顔もそうだが動きも一つ一つが本当に可愛らしい。作為的なものかもしれないが、そうだとしても男なら否定できない可愛い仕草だ。
こんな仮定は無意味だがジベルボート伯爵が男であっても、男には興味がない俺だが、可愛いと感じただろう。それくらい……怖ろしいというのは不適切だろうが、そう表現するしかないほどに、
「ヴィオーヴ侯爵殿下と一緒! 一緒!」
「楽しいか?」
「はい!」
可愛らしい。……ところで、歳は幾つなんだ?
部下たちはいつも通り出勤してきた俺に驚き、一緒に現れたジベルボート伯爵の可愛らしさにも驚き、そして――
「皆さん、旗艦を案内しますよ!」
という彼女の言葉で、部下たちと遅れてやって来たウエルダと伯爵と共に、ケスヴァーンターン公爵殿下の旗艦を案内してもらうことになった。

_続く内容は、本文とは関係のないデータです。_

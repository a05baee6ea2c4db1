//! Punch geometry, hit codes and manufacturing constants.
//!
//! Read-only reference data for the rest of the workspace: the per-station
//! tool geometry, the press hit codes, the clearance rules the generators and
//! the clash detector share, and the span-table rows. These values have
//! direct manufacturing consequences and must not drift.

use types::{KpaRating, ProfileVariant, PunchKind};

/// Tool footprint shape at a punch station.
#[derive(Debug, Clone, Copy, PartialEq, Eq)]
pub enum Shape {
    Square,
    Round,
    Rectangular,
    Oval,
}

/// Static geometry for one punch station.
#[derive(Debug, Clone, Copy)]
pub struct PunchSpec {
    /// Single-digit press hit code
    pub hit_code: &'static str,
    /// Station name as emitted on the wire
    pub station: &'static str,
    pub shape: Shape,
    /// Footprint width in mm (rectangular/oval/square)
    pub width_mm: f64,
    /// Footprint height in mm (rectangular/oval/square)
    pub height_mm: f64,
    /// Nominal diameter in mm (round)
    pub diameter_mm: f64,
}

const BOLT_HOLE: PunchSpec = PunchSpec {
    hit_code: ".1",
    station: "BOLT HOLE",
    shape: Shape::Square,
    width_mm: 11.0,
    height_mm: 11.0,
    diameter_mm: 0.0,
};

const DIMPLE: PunchSpec = PunchSpec {
    hit_code: ".2",
    station: "DIMPLE",
    shape: Shape::Round,
    width_mm: 0.0,
    height_mm: 0.0,
    diameter_mm: 5.0,
};

const WEB_TAB: PunchSpec = PunchSpec {
    hit_code: ".3",
    station: "WEB TAB",
    shape: Shape::Rectangular,
    width_mm: 45.0,
    height_mm: 70.0,
    diameter_mm: 0.0,
};

const SERVICE: PunchSpec = PunchSpec {
    hit_code: ".4",
    station: "SERVICE",
    shape: Shape::Rectangular,
    width_mm: 115.0,
    height_mm: 300.0,
    diameter_mm: 0.0,
};

const SMALL_SERVICE_HOLE: PunchSpec = PunchSpec {
    hit_code: ".5",
    station: "SMALL SERVICE HOLE",
    shape: Shape::Round,
    width_mm: 0.0,
    height_mm: 0.0,
    diameter_mm: 115.0,
};

const M_SERVICE_HOLE: PunchSpec = PunchSpec {
    hit_code: ".6",
    station: "M SERVICE HOLE",
    shape: Shape::Round,
    width_mm: 0.0,
    height_mm: 0.0,
    diameter_mm: 200.0,
};

const LARGE_SERVICE_HOLE: PunchSpec = PunchSpec {
    hit_code: ".7",
    station: "LARGE SERVICE HOLE",
    shape: Shape::Oval,
    width_mm: 400.0,
    height_mm: 200.0,
    diameter_mm: 0.0,
};

const CORNER_BRACKETS: PunchSpec = PunchSpec {
    hit_code: ".4",
    station: "CORNER BRACKETS",
    shape: Shape::Rectangular,
    width_mm: 115.0,
    height_mm: 300.0,
    diameter_mm: 0.0,
};

/// Geometry for a punch station. Total over [`PunchKind`].
pub fn punch_spec(kind: PunchKind) -> &'static PunchSpec {
    match kind {
        PunchKind::BoltHole => &BOLT_HOLE,
        PunchKind::Dimple => &DIMPLE,
        PunchKind::WebTab => &WEB_TAB,
        PunchKind::Service => &SERVICE,
        PunchKind::SmallServiceHole => &SMALL_SERVICE_HOLE,
        PunchKind::MServiceHole => &M_SERVICE_HOLE,
        PunchKind::LargeServiceHole => &LARGE_SERVICE_HOLE,
        PunchKind::CornerBrackets => &CORNER_BRACKETS,
    }
}

/// Station name as emitted on the wire.
///
/// Corner brackets hit the service station and emit under its name.
pub fn emit_station(kind: PunchKind) -> &'static str {
    match kind {
        PunchKind::CornerBrackets => SERVICE.station,
        other => punch_spec(other).station,
    }
}

/// Press hit code for a punch station; corner brackets alias to service.
pub fn hit_code(kind: PunchKind) -> &'static str {
    match kind {
        PunchKind::CornerBrackets => SERVICE.hit_code,
        other => punch_spec(other).hit_code,
    }
}

/// Half-footprint of a punch along the member axis, in mm.
///
/// Rectangular, square and oval tools use half their width; round tools use
/// their radius.
pub fn clearance_radius(kind: PunchKind) -> f64 {
    let spec = punch_spec(kind);
    match spec.shape {
        Shape::Round => spec.diameter_mm / 2.0,
        _ => spec.width_mm / 2.0,
    }
}

/// Base end-exclusion distance either side of a service aperture, in mm.
pub const END_EXCLUSION_BASE: f64 = 300.0;
/// Hole diameter assumed when the profile carries no service holes, in mm.
pub const DEFAULT_HOLE_DIAMETER: f64 = 200.0;
/// Minimum distance of interior bolt holes from either member end, in mm.
pub const MIN_CLEARANCE: f64 = 50.0;
/// Half-width of a web tab, in mm.
pub const WEB_TAB_CLEARANCE: f64 = 22.5;
/// Minimum stub to service-hole centre distance, in mm.
pub const SERVICE_CLEARANCE: f64 = 250.0;
/// Alternating bolt offsets around bearer web tabs, in mm.
pub const BOLT_OFFSET_PATTERN: [f64; 2] = [-29.5, 29.5];
/// Bearer dimple pitch, in mm.
pub const DIMPLE_SPACING_BEARER: f64 = 450.0;
/// First bearer dimple position, in mm.
pub const DIMPLE_START_BEARER: f64 = 479.5;
/// Joist dimple base interval, in mm.
pub const DIMPLE_BASE_INTERVAL_JOIST: f64 = 600.0;
/// Joist dimple offset either side of each base point, in mm.
pub const DIMPLE_OFFSET_JOIST: f64 = 75.0;
/// Legacy joist dimple pitch still used by the grid check, in mm.
pub const DIMPLE_SPACING_JOIST: f64 = 409.5;
/// Legacy first joist dimple position still used by the grid check, in mm.
pub const DIMPLE_START_JOIST: f64 = 509.5;
/// Nominal service-hole pitch, in mm.
pub const SERVICE_HOLE_SPACING: f64 = 650.0;
/// Position match tolerance, in mm.
pub const POSITION_TOLERANCE: f64 = 10.0;
/// Relative web-tab spacing tolerance.
pub const SPACING_TOLERANCE_PERCENT: f64 = 0.15;
/// Absolute floor of the web-tab spacing tolerance, in mm.
pub const MIN_SPACING_TOLERANCE: f64 = 100.0;
/// Canonical end-bolt inset, in mm.
pub const END_BOLT_POSITION: f64 = 30.0;
/// Corner bracket inset from either member end, in mm.
pub const CORNER_BRACKET_POSITION: f64 = 131.0;
/// Default first stub position offered to operators, in mm.
pub const FIRST_STUB_POSITION: f64 = 331.0;
/// First web-tab inset on screens bearers, in mm.
pub const SCREENS_BEARER_FIRST_WEB_TAB: f64 = 475.0;
/// First web-tab inset on screens joists, in mm.
pub const SCREENS_JOIST_FIRST_WEB_TAB: f64 = 425.0;
/// Cap on intermediate web-tab spacing in screens mode, in mm.
pub const SCREENS_MAX_WEB_TAB_SPACING: f64 = 1200.0;

/// Maximum joist span per load rating, in mm.
pub fn span_limit(kpa: KpaRating) -> f64 {
    match kpa {
        KpaRating::Kpa2_5 => 11750.0,
        KpaRating::Kpa5_0 => 9300.0,
    }
}

/// One row of the span table: first row whose limit covers the span wins.
#[derive(Debug, Clone, Copy)]
pub struct SpanRow {
    pub max_length_mm: u32,
    pub variant: ProfileVariant,
    pub joist_spacing_mm: u32,
}

const fn row(max_length_mm: u32, variant: ProfileVariant, joist_spacing_mm: u32) -> SpanRow {
    SpanRow {
        max_length_mm,
        variant,
        joist_spacing_mm,
    }
}

/// 2.5 kPa span rows, in contract order.
///
/// The single rows are exhausted before any box row is consulted, so spans in
/// (9100, 9550] resolve to a single joist even though the first box row's
/// limit is lower. Keep the ordering.
pub static SPAN_ROWS_2_5: [SpanRow; 8] = [
    row(6800, ProfileVariant::JoistSingle, 600),
    row(7600, ProfileVariant::JoistSingle, 500),
    row(8600, ProfileVariant::JoistSingle, 400),
    row(9550, ProfileVariant::JoistSingle, 300),
    row(9100, ProfileVariant::JoistBox, 600),
    row(9750, ProfileVariant::JoistBox, 500),
    row(10600, ProfileVariant::JoistBox, 400),
    row(11750, ProfileVariant::JoistBox, 300),
];

/// 5.0 kPa span rows, in contract order.
pub static SPAN_ROWS_5_0: [SpanRow; 7] = [
    row(4500, ProfileVariant::JoistSingle, 600),
    row(5100, ProfileVariant::JoistSingle, 500),
    row(5850, ProfileVariant::JoistSingle, 400),
    row(7000, ProfileVariant::JoistSingle, 300),
    row(7700, ProfileVariant::JoistBox, 500),
    row(8350, ProfileVariant::JoistBox, 400),
    row(9300, ProfileVariant::JoistBox, 300),
];

/// Span rows for a load rating, in evaluation order.
pub fn span_rows(kpa: KpaRating) -> &'static [SpanRow] {
    match kpa {
        KpaRating::Kpa2_5 => &SPAN_ROWS_2_5,
        KpaRating::Kpa5_0 => &SPAN_ROWS_5_0,
    }
}
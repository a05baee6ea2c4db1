//! Manufacturing rule checks over a punch layout.
//!
//! [`detect_clashes`] grades a layout against the fixed rule set and returns
//! every violation as data; nothing here ever fails. Rules are evaluated in a
//! fixed order and, within a rule, in ascending position order, so the
//! diagnostic list is stable for a given layout.
//!
//! The two punch planes are respected throughout: flange punches are only
//! checked against flange punches and web-face punches against web-face
//! punches. The logical rules (bolt/web-tab alignment, span limits) may read
//! across planes but never report geometric overlap between them.

use catalog::{
    clearance_radius, punch_spec, span_limit, BOLT_OFFSET_PATTERN, DIMPLE_SPACING_BEARER,
    DIMPLE_SPACING_JOIST, DIMPLE_START_BEARER, DIMPLE_START_JOIST, MIN_CLEARANCE,
    MIN_SPACING_TOLERANCE, POSITION_TOLERANCE, SERVICE_CLEARANCE, SERVICE_HOLE_SPACING,
    SPACING_TOLERANCE_PERCENT, WEB_TAB_CLEARANCE,
};
use serde::{Deserialize, Serialize};
use types::{Layout, ProfileSpec, Punch, PunchKind, Role};

/// End-bolt exemption band for the edge-clearance rule.
const END_BOLT_EXEMPT: f64 = 35.0;
/// Minimum dimple-to-bolt distance on the flange: 2.5 + 5.5 + 5 safety.
const FLANGE_MIN_DISTANCE: f64 = 13.0;
/// Corner-bracket band excluded from the service-hole spacing rule.
const CORNER_EXCLUSION: f64 = 150.0;
/// Allowed deviation from the nominal service-hole pitch.
const SERVICE_SPACING_TOLERANCE: f64 = 100.0;
/// Grid tolerance for the dimple pattern checks.
const DIMPLE_GRID_TOLERANCE: f64 = 1.0;
/// Face punches further apart than this can never overlap.
const MAX_FACE_REACH: f64 = 2.0 * 200.0 + POSITION_TOLERANCE;

/// How severe a violation is; errors should gate export, warnings should not.
#[derive(Debug, Clone, Copy, PartialEq, Eq, Serialize, Deserialize)]
pub enum Severity {
    Error,
    Warning,
}

/// Which rule produced a diagnostic.
#[derive(Debug, Clone, Copy, PartialEq, Eq, Serialize, Deserialize)]
pub enum RuleKind {
    EdgeClearance,
    WebTabServiceClearance,
    StubServiceClearance,
    BoltAlignment,
    FlangeClearance,
    DimpleGrid,
    SpanLimit,
    WebTabSpacing,
    ServiceHoleSpacing,
    FaceOverlap,
}

/// One graded rule violation.
#[derive(Debug, Clone, Serialize, Deserialize)]
pub struct Diagnostic {
    pub rule: RuleKind,
    pub severity: Severity,
    /// Anchor position of the violation, where one exists
    pub position_mm: Option<f64>,
    pub element_a: String,
    pub element_b: Option<String>,
    pub message: String,
}

/// Ordered diagnostics plus severity tallies.
#[derive(Debug, Clone, Default, Serialize, Deserialize)]
pub struct Diagnostics {
    pub items: Vec<Diagnostic>,
    pub error_count: usize,
    pub warning_count: usize,
}

impl Diagnostics {
    pub fn is_clean(&self) -> bool {
        self.items.is_empty()
    }

    pub fn has_errors(&self) -> bool {
        self.error_count > 0
    }

    fn extend_sorted(&mut self, mut batch: Vec<Diagnostic>) {
        batch.sort_by(|a, b| {
            a.position_mm
                .unwrap_or(f64::NEG_INFINITY)
                .total_cmp(&b.position_mm.unwrap_or(f64::NEG_INFINITY))
        });
        for item in batch {
            match item.severity {
                Severity::Error => self.error_count += 1,
                Severity::Warning => self.warning_count += 1,
            }
            self.items.push(item);
        }
    }
}

fn describe(punch: &Punch) -> String {
    format!(
        "{} at {}",
        punch_spec(punch.kind).station,
        punch.position_mm
    )
}

fn active(list: &[Punch]) -> impl Iterator<Item = &Punch> {
    list.iter().filter(|p| p.active)
}

/// Grade a layout against the full rule set.
pub fn detect_clashes(layout: &Layout, spec: &ProfileSpec) -> Diagnostics {
    let mut diags = Diagnostics::default();
    diags.extend_sorted(edge_clearance(layout));
    diags.extend_sorted(web_tab_service_clearance(layout));
    diags.extend_sorted(stub_service_clearance(layout));
    diags.extend_sorted(bolt_alignment(layout, spec));
    diags.extend_sorted(flange_clearance(layout));
    diags.extend_sorted(dimple_grid(layout, spec));
    diags.extend_sorted(span_limits(spec));
    diags.extend_sorted(web_tab_spacing(layout, spec));
    diags.extend_sorted(service_hole_spacing(layout, spec));
    diags.extend_sorted(face_overlap(layout));
    diags
}

/// Rule 1: punches may not crowd the member ends.
fn edge_clearance(layout: &Layout) -> Vec<Diagnostic> {
    let length = layout.length_mm;
    let mut batch = Vec::new();

    for bolt in active(&layout.bolt_holes) {
        let pos = bolt.position_mm;
        if pos <= END_BOLT_EXEMPT || pos >= length - END_BOLT_EXEMPT {
            continue;
        }
        if pos < MIN_CLEARANCE || pos > length - MIN_CLEARANCE {
            batch.push(Diagnostic {
                rule: RuleKind::EdgeClearance,
                severity: Severity::Error,
                position_mm: Some(pos),
                element_a: describe(bolt),
                element_b: None,
                message: format!(
                    "{} is within {MIN_CLEARANCE} mm of the member end",
                    describe(bolt)
                ),
            });
        }
    }

    for tab in active(&layout.web_tabs) {
        let pos = tab.position_mm;
        if pos < WEB_TAB_CLEARANCE || pos > length - WEB_TAB_CLEARANCE {
            batch.push(Diagnostic {
                rule: RuleKind::EdgeClearance,
                severity: Severity::Error,
                position_mm: Some(pos),
                element_a: describe(tab),
                element_b: None,
                message: format!("{} overhangs the member end", describe(tab)),
            });
        }
    }

    for hole in active(&layout.service_holes) {
        let radius = clearance_radius(hole.kind);
        let pos = hole.position_mm;
        if pos < radius || pos > length - radius {
            batch.push(Diagnostic {
                rule: RuleKind::EdgeClearance,
                severity: Severity::Error,
                position_mm: Some(pos),
                element_a: describe(hole),
                element_b: None,
                message: format!("{} breaks out of the member end", describe(hole)),
            });
        }
    }

    batch
}

/// Required web-tab to service-hole centre distance.
fn tab_hole_clearance(kind: PunchKind) -> f64 {
    match kind {
        PunchKind::MServiceHole => 145.0,
        PunchKind::LargeServiceHole => 245.0,
        PunchKind::SmallServiceHole => 102.5,
        other => WEB_TAB_CLEARANCE + clearance_radius(other) + WEB_TAB_CLEARANCE,
    }
}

それで分かったことは、彼女はケシュマリスタ国軍が誇る帝国騎士で、
「ゲルディバーダ公爵殿下よりも二歳年下です」
現在十三歳であること。
ゲルディバーダ公爵殿下は俺の奥様……らしいお方で、年は十五歳。
「お姉さまと呼ばせてもらってます」
俺の奥様……らしいお方を姉と慕っているそうだ。
「ゲルディバーダ公爵殿下の容姿とか知らないんだが、やっぱりケスヴァーンターン公爵殿下と同じような?」
昨日確認の意を込めて調べたんだが、現ケスヴァーンターン公爵殿下の実兄は容姿はやはりケシュマリスタそのものだった。このお二人のご両親、特に父親にあたる親王大公殿下もやはり同じで、そのお父上も……まあ黄金髪に白い肌だ。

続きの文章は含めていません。